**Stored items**
____________________

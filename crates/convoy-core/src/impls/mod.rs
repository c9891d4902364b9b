//! Impls - ports の実装（開発用・テスト用）
//!
//! 本番用の NetworkClient（HTTP）はコアの外に置く。

pub mod inmem_client;

pub use self::inmem_client::{InMemoryClient, Record, RecordDraft};
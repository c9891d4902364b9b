//! convoy-core
//!
//! Coordinated async requests with a uniform result envelope.
//!
//! # モジュール構成
//! - **domain**: ドメインモデル（envelope, failure category, errors, state, ids）
//! - **ports**: 抽象化レイヤー（NetworkClient）
//! - **app**: アプリケーションロジック（task, executor, fanout, cancel, delivery, requests）
//! - **impls**: 実装（InMemoryClient など開発用）
//! - **config**: 実行設定（timeout, max_in_flight, paging defaults）

pub mod app;
pub mod config;
pub mod domain;
pub mod impls;
pub mod ports;

pub use crate::app::{
    CancellationDomain, FanOut, Requests, SequentialExecutor, Task, TaskCancelHandle,
    request_once, request_stream,
};
pub use crate::config::{ConfigError, ConvoyConfig};
pub use crate::domain::{ConvoyError, FailureCategory, Pagination, ResultEnvelope, TaskState};
pub use crate::ports::{NetworkClient, RawResponse};
//! FanOut - all-or-nothing の並列実行
//!
//! # フロー
//! 1. 入力ごとに 1 member を spawn（全員が同じ CancellationDomain に属する）
//! 2. 完了順に結果を回収
//! 3. 最初の失敗で domain を cancel → 残りの member を止めて待つ → 集約 Failure
//! 4. 全員成功なら入力順に並べた集約 Success
//!
//! Partial successes collected before a failure are dropped, never returned.
//! A worker panic (or a worker that ends on `Loading`) is an orchestration
//! fault and yields the unrecognized failure.

use std::future::Future;
use std::sync::Arc;

use futures::FutureExt;
use futures::future::BoxFuture;
use tokio::sync::Semaphore;
use tokio::task::JoinSet;

use super::cancel::CancellationDomain;
use super::task::Task;
use crate::config::FanOutConfig;
use crate::domain::{CANCELLED_CODE, ConvoyError, ResultEnvelope, TIMEOUT_CODE};

/// How one member ended.
enum MemberOutcome<T> {
    Finished(ResultEnvelope<T>),
    Cancelled,
}

/// Why collection stopped.
enum Verdict {
    Complete,
    Failed { index: usize, code: i32 },
    TimedOut,
    Cancelled,
    Fault(String),
}

#[derive(Debug, Clone, Default)]
pub struct FanOut {
    config: FanOutConfig,
}

impl FanOut {
    pub fn new(config: FanOutConfig) -> Self {
        Self { config }
    }

    pub fn config(&self) -> &FanOutConfig {
        &self.config
    }

    /// Run `worker` once per input, concurrently, as one transaction.
    pub async fn run_all<Req, Resp, F, Fut>(
        &self,
        inputs: impl IntoIterator<Item = Req>,
        worker: F,
    ) -> ResultEnvelope<Vec<Resp>>
    where
        Req: Send + 'static,
        Resp: Send + 'static,
        F: Fn(Req) -> Fut + Send + Sync + 'static,
        Fut: Future<Output = ResultEnvelope<Resp>> + Send + 'static,
    {
        self.run_all_in(CancellationDomain::new(), inputs, worker).await
    }

    /// Like [`FanOut::run_all`], under a domain the caller can cancel.
    pub async fn run_all_in<Req, Resp, F, Fut>(
        &self,
        domain: CancellationDomain,
        inputs: impl IntoIterator<Item = Req>,
        worker: F,
    ) -> ResultEnvelope<Vec<Resp>>
    where
        Req: Send + 'static,
        Resp: Send + 'static,
        F: Fn(Req) -> Fut + Send + Sync + 'static,
        Fut: Future<Output = ResultEnvelope<Resp>> + Send + 'static,
    {
        let worker = Arc::new(worker);
        let members = inputs
            .into_iter()
            .map(|req| {
                let worker = Arc::clone(&worker);
                // worker の呼び出し自体も spawn 先で行う（同期 panic も捕捉するため）
                async move { worker(req).await }.boxed()
            })
            .collect();
        self.drive(domain, members).await
    }

    /// Fan out pre-built Tasks. Each one joins the group's domain first.
    pub async fn run_tasks<Req, Resp>(
        &self,
        calls: Vec<(Task<Req, Resp>, Req)>,
    ) -> ResultEnvelope<Vec<Resp>>
    where
        Req: Send + 'static,
        Resp: Send + 'static,
    {
        let domain = CancellationDomain::new();
        let members = calls
            .into_iter()
            .map(|(mut task, req)| {
                task.adopt(&domain);
                async move {
                    let mut task = task;
                    task.run(req).await
                }
                .boxed()
            })
            .collect();
        self.drive(domain, members).await
    }

    async fn drive<Resp>(
        &self,
        domain: CancellationDomain,
        members: Vec<BoxFuture<'static, ResultEnvelope<Resp>>>,
    ) -> ResultEnvelope<Vec<Resp>>
    where
        Resp: Send + 'static,
    {
        let group_id = domain.id();
        let total = members.len();

        if domain.is_cancelled() {
            return ConvoyError::FanOut { code: CANCELLED_CODE }.into();
        }

        tracing::debug!(%group_id, members = total, "fan-out started");

        let limiter = self
            .config
            .max_in_flight
            .map(|n| Arc::new(Semaphore::new(n.max(1))));

        let mut set = JoinSet::new();
        for (index, member) in members.into_iter().enumerate() {
            let token = domain.member_token();
            let limiter = limiter.clone();
            set.spawn(async move {
                let _permit = match &limiter {
                    Some(semaphore) => tokio::select! {
                        biased;
                        _ = token.cancelled() => return (index, MemberOutcome::Cancelled),
                        permit = Arc::clone(semaphore).acquire_owned() => permit.ok(),
                    },
                    None => None,
                };
                tokio::select! {
                    biased;
                    _ = token.cancelled() => (index, MemberOutcome::Cancelled),
                    envelope = member => (index, MemberOutcome::Finished(envelope)),
                }
            });
        }

        let deadline = self
            .config
            .timeout()
            .map(|after| tokio::time::Instant::now() + after);
        let mut slots: Vec<Option<Resp>> = std::iter::repeat_with(|| None).take(total).collect();

        let verdict = loop {
            let next = match deadline {
                Some(at) => match tokio::time::timeout_at(at, set.join_next()).await {
                    Ok(next) => next,
                    Err(_elapsed) => break Verdict::TimedOut,
                },
                None => set.join_next().await,
            };
            let Some(joined) = next else {
                break Verdict::Complete;
            };

            match joined {
                Ok((index, MemberOutcome::Finished(ResultEnvelope::Success { payload, .. }))) => {
                    slots[index] = Some(payload);
                }
                Ok((index, MemberOutcome::Finished(ResultEnvelope::Failure { code, .. }))) => {
                    break Verdict::Failed { index, code };
                }
                Ok((index, MemberOutcome::Finished(ResultEnvelope::Loading))) => {
                    break Verdict::Fault(format!("member {index} finished while still loading"));
                }
                // member は domain 経由でしか cancel されない = 外部からの cancel
                Ok((_, MemberOutcome::Cancelled)) => break Verdict::Cancelled,
                Err(err) if err.is_panic() => {
                    break Verdict::Fault(format!("member panicked: {err}"));
                }
                Err(err) => break Verdict::Fault(err.to_string()),
            }
        };

        if !matches!(verdict, Verdict::Complete) {
            domain.cancel();
            // 残りの member が止まるまで待つ（タスクを漏らさない）
            set.shutdown().await;
        }

        match verdict {
            Verdict::Complete => match slots.into_iter().collect::<Option<Vec<Resp>>>() {
                Some(payloads) => {
                    tracing::debug!(%group_id, members = total, "fan-out succeeded");
                    ResultEnvelope::success(payloads)
                }
                None => {
                    tracing::error!(%group_id, "fan-out finished with missing member results");
                    ResultEnvelope::unrecognized()
                }
            },
            Verdict::Failed { index, code } => {
                let discarded = slots.iter().filter(|slot| slot.is_some()).count();
                tracing::warn!(
                    %group_id,
                    member = index,
                    code,
                    discarded,
                    "fan-out member failed, siblings cancelled"
                );
                ConvoyError::FanOut { code }.into()
            }
            Verdict::TimedOut => {
                tracing::warn!(%group_id, timeout = ?self.config.timeout(), "fan-out timed out");
                ConvoyError::FanOut { code: TIMEOUT_CODE }.into()
            }
            Verdict::Cancelled => {
                tracing::debug!(%group_id, "fan-out cancelled by caller");
                ConvoyError::FanOut { code: CANCELLED_CODE }.into()
            }
            Verdict::Fault(reason) => {
                tracing::error!(%group_id, %reason, "fan-out fault");
                ResultEnvelope::unrecognized()
            }
        }
    }
}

____________________

State how many lines in the entries above include the word "CancellationDomain"; reply with the number alone.

7